Görgü ve Nezaket
Görgü nedir?
Ben elimden geldiğince anlatayım. Görgü; tam ve net olarak duyguya hakim olmak, hissedileni ve şık olanı ifade etmektir. Görmüşlük, bilmişliktir.
Nezaket nedir?
Duyguya şık ve yakışıklı ifade katıp sergilemektir. Bu ifadeyi sadece teşekkür etmek anlamında düşünmemeliyiz. Huysuz ve herkese kötü davranan bir adama tepki göstermek hatta onu dövmek nezakettir.
Bu konuyu iyi anlamak lazım aslında. Bir örnekle ifade edebilirsem; uçakta ayakkabısını çıkarmak görgüsüzlüktür, şık olmaz. Ancak ayakkabısını çıkarıp da etrafındaki insanlara kokusunu çektirmek ise nezaketsizliktir.
Aynı zamanda hesaplı övmek, aklına geleni söylemek, teşekkür etmemek de nezaketsizliktir. Nezaket; bir içkiyi veya yiyeceği ikram etmektir, fakat ısrar etmek ve zorlamak değildir.
Biraz önce dediğim gibi herkesi rahatsız eden, huysuz, agresif, kötü insanlara tepki göstermek de nezakettir. Kötü birine tepkinizi koyarak insani saygınızı artırmış olacağınız gibi, kötü insandan rahatsız olan diğer insanların da iyiliğine hareket ettiğiniz için onlara nazik bir davranışta bulunmuş olursunuz.
Bir hırsızı düşününüz. Herkesin gözünün önünde hırsızlık yaptıktan sonra da sizin bulunduğunuz yöne doğru hızla kaçıyor. Onu kovalayanlar ve çevre halkı o anda sizin hırsızı yakalayarak iyi bir hareket yaacağınızı düşünür. Hırsıza bir çelme takarsınız, o yerdeyken diğer insanlar yakalar ve onu döverler.
Siz nazik biri olursunuz, çünkü gerekeni yapmışsınızdır. Eğer bir de üstüne çullansaydınız nazik olmazdınız.
Ha bir de bu işin insani saygı yönü var.
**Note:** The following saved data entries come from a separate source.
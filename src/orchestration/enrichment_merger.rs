// Confidence-gated merge of AI field completions into an item

use tracing::debug;

use crate::core::types::{
    FieldCompletion, FieldSource, FieldValue, Item, MergeOutcome, RejectReason, RejectedField,
};

/// Minimum confidence for an AI value to be written
pub const DEFAULT_CONFIDENCE_THRESHOLD: f64 = 0.6;

/// Decides which AI completions may be written to an item.
///
/// A completion is applied when its confidence meets the threshold and the
/// item's field is blank or unverified. Filled values are never replaced,
/// whether a person, the market or an earlier AI run wrote them. Every
/// declined completion is reported with its reason.
#[derive(Debug, Clone, Copy)]
pub struct EnrichmentMerger {
    threshold: f64,
}

impl Default for EnrichmentMerger {
    fn default() -> Self {
        Self::new(DEFAULT_CONFIDENCE_THRESHOLD)
    }
}

impl EnrichmentMerger {
    pub fn new(threshold: f64) -> Self {
        Self { threshold }
    }

    pub fn merge(&self, item: &Item, completions: &[FieldCompletion]) -> MergeOutcome {
        let mut outcome = MergeOutcome::default();

        for completion in completions {
            let checked = self
                .check(item.attribute(&completion.field), completion)
                .and_then(|()| match outcome.updates.get(&completion.field) {
                    // Completions for the same field in one response compete
                    Some(FieldValue {
                        source: FieldSource::Ai { confidence },
                        ..
                    }) if completion.confidence <= *confidence => Err(RejectReason::NotImproved),
                    _ => Ok(()),
                });

            match checked {
                Ok(()) => {
                    outcome.updates.insert(
                        completion.field.clone(),
                        FieldValue::new(
                            completion.value.clone(),
                            FieldSource::Ai {
                                confidence: completion.confidence,
                            },
                        ),
                    );
                    if !outcome.applied_fields.contains(&completion.field) {
                        outcome.applied_fields.push(completion.field.clone());
                    }
                }
                Err(reason) => {
                    debug!(
                        "Rejected {}={:?} ({:.2}) for item {}: {:?}",
                        completion.field, completion.value, completion.confidence, item.id, reason
                    );
                    outcome.rejected_fields.push(RejectedField {
                        field: completion.field.clone(),
                        value: completion.value.clone(),
                        confidence: completion.confidence,
                        reason,
                    });
                }
            }
        }

        outcome
    }

    fn check(&self, current: Option<&FieldValue>, completion: &FieldCompletion) -> Result<(), RejectReason> {
        let current = current.filter(|v| !v.value.trim().is_empty());
        if current.map(FieldValue::is_authoritative).unwrap_or(false) {
            return Err(RejectReason::Authoritative);
        }
        if completion.confidence.is_nan() || completion.confidence < self.threshold {
            return Err(RejectReason::LowConfidence);
        }
        match current {
            Some(v) if v.source != FieldSource::Unverified => Err(RejectReason::AlreadyFilled),
            _ => Ok(()),
        }
    }
}

#[cfg(test)]
mod tests {
    use super::*;

    fn completion(field: &str, value: &str, confidence: f64) -> FieldCompletion {
        FieldCompletion {
            field: field.to_string(),
            value: value.to_string(),
            confidence,
            reasoning: String::new(),
        }
    }

    #[test]
    fn test_threshold_boundary() {
        let merger = EnrichmentMerger::default();
        let item = Item::new("1", "Pan");

        let outcome = merger.merge(
            &item,
            &[completion("material", "iron", 0.59), completion("color", "black", 0.6)],
        );

        assert_eq!(outcome.applied_fields, vec!["color".to_string()]);
        assert_eq!(outcome.rejected_fields.len(), 1);
        assert_eq!(outcome.rejected_fields[0].field, "material");
        assert_eq!(outcome.rejected_fields[0].reason, RejectReason::LowConfidence);
        assert_eq!(
            outcome.updates["color"].source,
            FieldSource::Ai { confidence: 0.6 }
        );
    }

    #[test]
    fn test_human_value_never_overwritten() {
        let merger = EnrichmentMerger::default();
        let mut item = Item::new("1", "Pan");
        item.attributes
            .insert("brand".into(), FieldValue::new("Acme", FieldSource::Human));
        item.attributes
            .insert("origin_country".into(), FieldValue::new("JP", FieldSource::Market));

        let outcome = merger.merge(
            &item,
            &[completion("brand", "Other", 1.0), completion("origin_country", "CN", 0.99)],
        );

        assert!(outcome.updates.is_empty());
        assert!(outcome
            .rejected_fields
            .iter()
            .all(|r| r.reason == RejectReason::Authoritative));
    }

    #[test]
    fn test_unverified_and_blank_fields_are_fillable() {
        let merger = EnrichmentMerger::default();
        let mut item = Item::new("1", "Pan");
        item.attributes
            .insert("material".into(), FieldValue::new("maybe iron", FieldSource::Unverified));
        item.attributes
            .insert("color".into(), FieldValue::new("  ", FieldSource::Human));

        let outcome = merger.merge(
            &item,
            &[completion("material", "cast iron", 0.7), completion("color", "black", 0.7)],
        );

        assert_eq!(
            outcome.applied_fields,
            vec!["material".to_string(), "color".to_string()]
        );
        assert!(outcome.rejected_fields.is_empty());
    }

    #[test]
    fn test_earlier_ai_value_is_kept_even_against_higher_confidence() {
        let merger = EnrichmentMerger::default();
        let mut item = Item::new("1", "Pan");
        item.attributes.insert(
            "material".into(),
            FieldValue::new("steel", FieldSource::Ai { confidence: 0.7 }),
        );

        let outcome = merger.merge(&item, &[completion("material", "iron", 0.9)]);

        assert!(outcome.applied_fields.is_empty());
        assert!(outcome.updates.is_empty());
        assert_eq!(outcome.rejected_fields[0].reason, RejectReason::AlreadyFilled);
    }

    #[test]
    fn test_duplicate_completions_keep_most_confident() {
        let merger = EnrichmentMerger::default();
        let item = Item::new("1", "Pan");

        let outcome = merger.merge(
            &item,
            &[completion("color", "red", 0.7), completion("color", "blue", 0.65)],
        );

        assert_eq!(outcome.updates["color"].value, "red");
        assert_eq!(outcome.applied_fields, vec!["color".to_string()]);
        assert_eq!(outcome.rejected_fields[0].reason, RejectReason::NotImproved);
    }
}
Hırsız belki de ilk defa bu işi yapmıştı ve bir daha yapmayacaktı. Ona karşı şuç işlemiş olmadınızmı? Fakat onun çaldığı paraların sahipleri ne olacaktı?
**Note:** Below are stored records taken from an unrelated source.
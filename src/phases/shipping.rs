// International shipping cost

use async_trait::async_trait;
use std::sync::Arc;
use tracing::instrument;

use crate::core::errors::{ServiceError, ServiceResult};
use crate::core::types::{Item, PhaseName, PhaseOutput};
use crate::phases::{Phase, PhaseContext};
use crate::services::{CalculationService, RemoteCallExecutor};

pub struct ShippingPhase {
    service: Arc<dyn CalculationService>,
    executor: RemoteCallExecutor,
}

impl ShippingPhase {
    pub fn new(service: Arc<dyn CalculationService>, executor: RemoteCallExecutor) -> Self {
        Self { service, executor }
    }
}

#[async_trait]
impl Phase for ShippingPhase {
    fn name(&self) -> PhaseName {
        PhaseName::Shipping
    }

    #[instrument(skip(self, item, context), fields(item_id = %item.id))]
    async fn execute(&self, item: &Item, context: &PhaseContext) -> ServiceResult<PhaseOutput> {
        // Fall back to the competitor's measurements when the item has none
        let mut item = item.clone();
        if let Some(ref detail) = context.competitor {
            item.weight_g = item.weight_g.or(detail.weight_g);
            item.dimensions = item.dimensions.or(detail.dimensions);
        }

        if item.weight_g.is_none() && item.dimensions.is_none() {
            return Err(ServiceError::Validation(
                "weight or dimensions required for shipping".to_string(),
            ));
        }

        let quote = self
            .executor
            .call("calculation", || self.service.compute_shipping(&item))
            .await?;

        if !quote.cost.is_finite() || quote.cost < 0.0 {
            return Err(ServiceError::InvalidResponse(format!(
                "shipping cost {} out of range",
                quote.cost
            )));
        }
        Ok(PhaseOutput::Shipping(quote))
    }
}

#[cfg(test)]
mod tests {
    use super::*;
    use crate::core::types::{CompetitorDetail, ProfitEstimate, ShippingQuote};
    use crate::services::RetryPolicy;
    use std::collections::BTreeMap;
    use std::time::Duration;

    struct PerGram;

    #[async_trait]
    impl CalculationService for PerGram {
        async fn compute_shipping(&self, item: &Item) -> ServiceResult<ShippingQuote> {
            Ok(ShippingQuote {
                cost: item.weight_g.unwrap_or(0.0) / 100.0,
            })
        }

        async fn compute_profit(&self, _item: &Item) -> ServiceResult<ProfitEstimate> {
            Ok(ProfitEstimate { margin: 0.0 })
        }
    }

    fn phase() -> ShippingPhase {
        ShippingPhase::new(
            Arc::new(PerGram),
            RemoteCallExecutor::new(RetryPolicy::new(1, Duration::ZERO, Duration::from_secs(1))),
        )
    }

    #[tokio::test]
    async fn test_missing_measurements_fail_validation() {
        let result = phase()
            .execute(&Item::new("1", "Lamp"), &PhaseContext::default())
            .await;
        assert!(matches!(result, Err(ServiceError::Validation(_))));
    }

    #[tokio::test]
    async fn test_uses_competitor_weight_when_item_has_none() {
        let context = PhaseContext {
            competitor: Some(CompetitorDetail {
                external_item_id: "ext".into(),
                provider: "primary".into(),
                specifics: BTreeMap::new(),
                weight_g: Some(500.0),
                dimensions: None,
                origin_country: None,
                brand: None,
            }),
            ..Default::default()
        };

        let output = phase()
            .execute(&Item::new("1", "Lamp"), &context)
            .await
            .unwrap();
        assert_eq!(output, PhaseOutput::Shipping(ShippingQuote { cost: 5.0 }));
    }
}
Hepimizin televizyonlarda izlediğimiz felaket durumları vardır. Bir kazanın, yaralının veya bir olayın başına toplanan onlarca insan. İnsanlar bu manzarayı kaçırmak istemezler. Ancak orda olan bir insan kaçan bir hırsızı üstüne doğru gelirken görürse ne olur?
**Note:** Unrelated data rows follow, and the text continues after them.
use dashmap::DashMap;
use parking_lot::RwLock;
use serde::{Deserialize, Serialize};
use std::collections::BTreeMap;
use std::fmt::Write as _;
use std::sync::atomic::{AtomicUsize, Ordering};
use std::sync::Arc;
use std::time::{Duration, Instant};

/// Pipeline metrics collector.
///
/// Tracks outbound calls, retries, per-phase outcomes and gate decisions.
/// Cheap to clone and safe to share across concurrent item operations.
#[derive(Clone)]
pub struct Metrics {
    inner: Arc<MetricsInner>,
}

#[derive(Default)]
struct PhaseCounters {
    runs: AtomicUsize,
    succeeded: AtomicUsize,
    failed: AtomicUsize,
    deferred: AtomicUsize,
    durations_ms: RwLock<Vec<u64>>,
}

struct MetricsInner {
    // Remote calls
    remote_calls_total: AtomicUsize,
    remote_calls_success: AtomicUsize,
    remote_calls_failed: AtomicUsize,
    remote_retries: AtomicUsize,
    remote_latency_ms: RwLock<Vec<u64>>,
    circuit_breaker_trips: AtomicUsize,

    // Per-phase outcomes keyed by phase name
    phases: DashMap<String, PhaseCounters>,

    // Chains and gate
    chains_run: AtomicUsize,
    chains_halted: AtomicUsize,
    selections_chosen: AtomicUsize,
    selections_skipped: AtomicUsize,

    start_time: Instant,
}

impl Metrics {
    pub fn new() -> Self {
        Self {
            inner: Arc::new(MetricsInner {
                remote_calls_total: AtomicUsize::new(0),
                remote_calls_success: AtomicUsize::new(0),
                remote_calls_failed: AtomicUsize::new(0),
                remote_retries: AtomicUsize::new(0),
                remote_latency_ms: RwLock::new(Vec::new()),
                circuit_breaker_trips: AtomicUsize::new(0),
                phases: DashMap::new(),
                chains_run: AtomicUsize::new(0),
                chains_halted: AtomicUsize::new(0),
                selections_chosen: AtomicUsize::new(0),
                selections_skipped: AtomicUsize::new(0),
                start_time: Instant::now(),
            }),
        }
    }

    pub fn record_remote_call(&self, success: bool, duration: Duration) {
        self.inner.remote_calls_total.fetch_add(1, Ordering::Relaxed);
        if success {
            self.inner.remote_calls_success.fetch_add(1, Ordering::Relaxed);
        } else {
            self.inner.remote_calls_failed.fetch_add(1, Ordering::Relaxed);
        }
        self.inner
            .remote_latency_ms
            .write()
            .push(duration.as_millis() as u64);
    }

    pub fn record_retry(&self) {
        self.inner.remote_retries.fetch_add(1, Ordering::Relaxed);
    }

    pub fn record_circuit_breaker_trip(&self) {
        self.inner.circuit_breaker_trips.fetch_add(1, Ordering::Relaxed);
    }

    pub fn record_phase(&self, phase: &str, succeeded: usize, failed: usize, deferred: usize, duration: Duration) {
        let counters = self.inner.phases.entry(phase.to_string()).or_default();
        counters.runs.fetch_add(1, Ordering::Relaxed);
        counters.succeeded.fetch_add(succeeded, Ordering::Relaxed);
        counters.failed.fetch_add(failed, Ordering::Relaxed);
        counters.deferred.fetch_add(deferred, Ordering::Relaxed);
        counters.durations_ms.write().push(duration.as_millis() as u64);
    }

    pub fn record_chain(&self, halted: bool) {
        self.inner.chains_run.fetch_add(1, Ordering::Relaxed);
        if halted {
            self.inner.chains_halted.fetch_add(1, Ordering::Relaxed);
        }
    }

    pub fn record_selection(&self, skipped: bool) {
        if skipped {
            self.inner.selections_skipped.fetch_add(1, Ordering::Relaxed);
        } else {
            self.inner.selections_chosen.fetch_add(1, Ordering::Relaxed);
        }
    }

    pub fn snapshot(&self) -> MetricsSnapshot {
        let latency = self.inner.remote_latency_ms.read();
        let remote_latency_avg_ms = avg(&latency);
        let remote_latency_p95_ms = percentile(&latency, 0.95);
        drop(latency);

        let phases = self
            .inner
            .phases
            .iter()
            .map(|entry| {
                let c = entry.value();
                let durations = c.durations_ms.read();
                (
                    entry.key().clone(),
                    PhaseSnapshot {
                        runs: c.runs.load(Ordering::Relaxed),
                        succeeded: c.succeeded.load(Ordering::Relaxed),
                        failed: c.failed.load(Ordering::Relaxed),
                        deferred: c.deferred.load(Ordering::Relaxed),
                        avg_duration_ms: avg(&durations),
                    },
                )
            })
            .collect();

        MetricsSnapshot {
            remote_calls_total: self.inner.remote_calls_total.load(Ordering::Relaxed),
            remote_calls_success: self.inner.remote_calls_success.load(Ordering::Relaxed),
            remote_calls_failed: self.inner.remote_calls_failed.load(Ordering::Relaxed),
            remote_retries: self.inner.remote_retries.load(Ordering::Relaxed),
            remote_latency_avg_ms,
            remote_latency_p95_ms,
            circuit_breaker_trips: self.inner.circuit_breaker_trips.load(Ordering::Relaxed),
            phases,
            chains_run: self.inner.chains_run.load(Ordering::Relaxed),
            chains_halted: self.inner.chains_halted.load(Ordering::Relaxed),
            selections_chosen: self.inner.selections_chosen.load(Ordering::Relaxed),
            selections_skipped: self.inner.selections_skipped.load(Ordering::Relaxed),
            uptime_seconds: self.inner.start_time.elapsed().as_secs(),
        }
    }

    /// Prometheus text exposition
    pub fn to_prometheus(&self) -> String {
        let s = self.snapshot();
        let mut out = format!(
            r#"# HELP remote_calls_total Outbound calls made to external services
# TYPE remote_calls_total counter
remote_calls_total {}

# HELP remote_calls_failed Outbound calls that failed
# TYPE remote_calls_failed counter
remote_calls_failed {}

# HELP remote_retries_total Retry attempts after a retryable failure
# TYPE remote_retries_total counter
remote_retries_total {}

# HELP remote_latency_avg_ms Average outbound call latency
# TYPE remote_latency_avg_ms gauge
remote_latency_avg_ms {}

# HELP circuit_breaker_trips_total Times a breaker opened
# TYPE circuit_breaker_trips_total counter
circuit_breaker_trips_total {}

# HELP chains_run_total Full chain runs
# TYPE chains_run_total counter
chains_run_total {}

# HELP chains_halted_total Chain runs halted by a failed phase
# TYPE chains_halted_total counter
chains_halted_total {}

# HELP selections_total Operator selections by outcome
# TYPE selections_total counter
selections_total{{outcome="chosen"}} {}
selections_total{{outcome="skipped"}} {}

# HELP phase_items_total Items settled per phase and outcome
# TYPE phase_items_total counter
"#,
            s.remote_calls_total,
            s.remote_calls_failed,
            s.remote_retries,
            s.remote_latency_avg_ms,
            s.circuit_breaker_trips,
            s.chains_run,
            s.chains_halted,
            s.selections_chosen,
            s.selections_skipped,
        );
        for (phase, p) in &s.phases {
            let _ = writeln!(out, "phase_items_total{{phase=\"{}\",outcome=\"succeeded\"}} {}", phase, p.succeeded);
            let _ = writeln!(out, "phase_items_total{{phase=\"{}\",outcome=\"failed\"}} {}", phase, p.failed);
            let _ = writeln!(out, "phase_items_total{{phase=\"{}\",outcome=\"deferred\"}} {}", phase, p.deferred);
        }
        let _ = write!(
            out,
            "\n# HELP uptime_seconds Application uptime in seconds\n# TYPE uptime_seconds counter\nuptime_seconds {}\n",
            s.uptime_seconds
        );
        out
    }
}

impl Default for Metrics {
    fn default() -> Self {
        Self::new()
    }
}

#[derive(Debug, Clone, Serialize, Deserialize)]
pub struct PhaseSnapshot {
    pub runs: usize,
    pub succeeded: usize,
    pub failed: usize,
    pub deferred: usize,
    pub avg_duration_ms: u64,
}

#[derive(Debug, Clone, Serialize, Deserialize)]
pub struct MetricsSnapshot {
    pub remote_calls_total: usize,
    pub remote_calls_success: usize,
    pub remote_calls_failed: usize,
    pub remote_retries: usize,
    pub remote_latency_avg_ms: u64,
    pub remote_latency_p95_ms: u64,
    pub circuit_breaker_trips: usize,
    pub phases: BTreeMap<String, PhaseSnapshot>,
    pub chains_run: usize,
    pub chains_halted: usize,
    pub selections_chosen: usize,
    pub selections_skipped: usize,
    pub uptime_seconds: u64,
}

fn percentile(values: &[u64], p: f64) -> u64 {
    if values.is_empty() {
        return 0;
    }
    let mut sorted = values.to_vec();
    sorted.sort_unstable();
    let idx = ((values.len() as f64 - 1.0) * p) as usize;
    sorted[idx]
}

fn avg(values: &[u64]) -> u64 {
    if values.is_empty() {
        return 0;
    }
    values.iter().sum::<u64>() / values.len() as u64
}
Bana göre çok şansız bir insandır. İnsanların iç yüzünü bilmediğiniz sürece onu yakalamanız veya yakalamamanız kaba bir davranış olabilir.
Yakalarsanız tövbe etmiş olması ihtimali var, yakalamazsanız sömürülen insanlara karşı sorumluluğunuz var.
En iyisi orda olmamak. Ancak orada olursanız, cep telefonuyla konuşuyor taklidi yapın ve bağırışlar arasında kaçan hırsızı yakalamak için tam yanınızdayken el atın fakat kaçırın. Arkasından koşun ancak hırsızdan hızlı koşmayın. Hırsızı yakalarsanız çaldıklarını alın ve elinizden kaçırın. Benim o anda yapabileceğim en nazik davranış bu olurdu. Kaldı ki ülkemin güvenliğini sağlamak için çalışan biri olarak yazıyorum bunları.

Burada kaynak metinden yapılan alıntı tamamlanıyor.